Um dieser Frage auf den Grund zu gehen, stellte der Psychologe 36 Fragen auf und bat amerikanische Studierende, in Pärchen zusammenzukommen. Sie alle bekamen 45 Minuten Zeit, den Fragenkatalog zu bearbeiten, der auf immer persönlichere Antworten abzielte. Am Ende folgte ein Fragebogen, der ihre gegenseitige Sympathie sowie Nähe gegenüber erfragte. So wollten die Forscher*Innen herausfinden, ob tiefgründigere Fragen den Kennenlernprozess schneller zu einer ebenso tiefgründigen Verbindung bringen. Das Ergebnis: Persönliche Fragen führen tatsächlich eher zu Nähe und Vertrautheit der PartnerInnen als Small Talk. So weit, so gut. Doch was die Studie damit aussagt, ist nicht etwa, dass tiefgründige Gespräche per se zu einem engeren Verhältnis führen. Vielmehr geht es um das eigene Offenbaren von Persönlichem; eine Sache, der ich bei ersten Dates bislang viel zu wenig Aufmerksamkeit geschenkt habe, schließlich wollte ich ja mein Gegenüber kennenlernen.
Wenn ich dir von mir erzähle, verliebe ich mich in dich
„mutual vulnerability fosters closeness“, gegenseitige Verletzlichkeit fördert Nähe, heißt es in dem offiziellen Paper von Aron. Jemandem von sich selbst zu erzählen, führt also zu einer (tieferen) Verbindung, auch und gerade bei Fremden. Ein Pärchen der ursprünglichen Studie soll sogar geheiratet haben – damit müsste Arons Hypothese doch bestätigt sein, oder?
Eigentlich ja. Was allerdings oft vergessen oder, um Disney-Liebesgeschichten zu wahren, absichtlich vorenthalten wird, ist, dass die Studie sich primär gar nicht um romantische Liebe drehte: Es ging um Intimität im Allgemeinen, in all ihren Facetten und Ausdrucksmöglichkeiten. Die Studie ist die erste empirische Möglichkeit, festzustellen, ob Menschen sich „riechen können“. Natürlich funktioniert das Prinzip insbesondere für romantische Verhältnisse oder solche, die es werden wollen, trotzdem war dies nicht das Hauptaugenmerk der Psycholog*Innen in Arons Experiment. Es wird explizit von „partners“, im Englischen ein non-gendered Begriff für „(Lebens)Partner“, aber auch „(Team)Partner“ gesprochen und der anschließende Fragebogen will wissen, ob die Partner*Innen im Anschluss „friends“ werden können. Romantische Liebe ist also lediglich ein mögliches Nebenprodukt einer intimen Konversation zwischen zwei (oder mehreren!) Menschen, nicht ihr Hauptziel.

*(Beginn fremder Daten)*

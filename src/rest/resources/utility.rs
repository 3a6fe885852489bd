//! Diagnostic endpoints.

use std::collections::BTreeMap;

use serde_json::Value;

use crate::clients::ApiError;
use crate::rest::{build_path, ResourceClient};

/// Client for the utility endpoints.
#[derive(Clone, Debug)]
pub struct UtilityClient {
    client: ResourceClient,
}

impl UtilityClient {
    pub(crate) const fn new(client: ResourceClient) -> Self {
        Self { client }
    }

    /// Asks the server to answer with `status` and `message`.
    ///
    /// Useful for checking how an application handles each error class.
    /// With `post_data`, the request is a form POST; otherwise a GET.
    ///
    /// # Errors
    ///
    /// Returns the classified error for non-2xx statuses.
    pub async fn test_status(
        &self,
        status: u16,
        message: &str,
        post_data: Option<&BTreeMap<String, String>>,
    ) -> Result<Value, ApiError> {
        let path = build_path(
            "/test-status/{status}/{message}",
            &[("status", status.to_string()), ("message", message.to_string())],
        );
        let request = match post_data {
            Some(fields) => fields
                .iter()
                .fold(self.client.post(path), |request, (key, value)| {
                    request.form_field(key.as_str(), value)
                }),
            None => self.client.get(path),
        };
        self.client.fetch(request).await
    }
}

Nach diesem Motto ist auch das Kartenspiel „vertellis“3 konzipiert, das laut Hersteller*Innen zu sinnvolleren Gesprächen und interpersonaler Reflektion führen soll – nicht nur unter Liebespartner*Innen. Deshalb gibt es auch verschiedene Editionen, unter anderem „family“ oder „holidays“. Sogenannte „Konversationsstarter-Spiele“ boomen schon seit Längerem und spätestens seit „THE AND4“ haben emotionale, ehrliche Konversationen ebenfalls den digitalen Raum erobert. Auch hier findet man unterschiedliche Kartendecks, die nicht nur Freund*Innen & Familie näher zueinander bringen möchten, sondern auch Mitarbeiter*Innen und sogar Fremde. Es war also gar keine so schlechte Idee, neben dem Wein noch ein Kartenspiel mit aufs Date zu nehmen.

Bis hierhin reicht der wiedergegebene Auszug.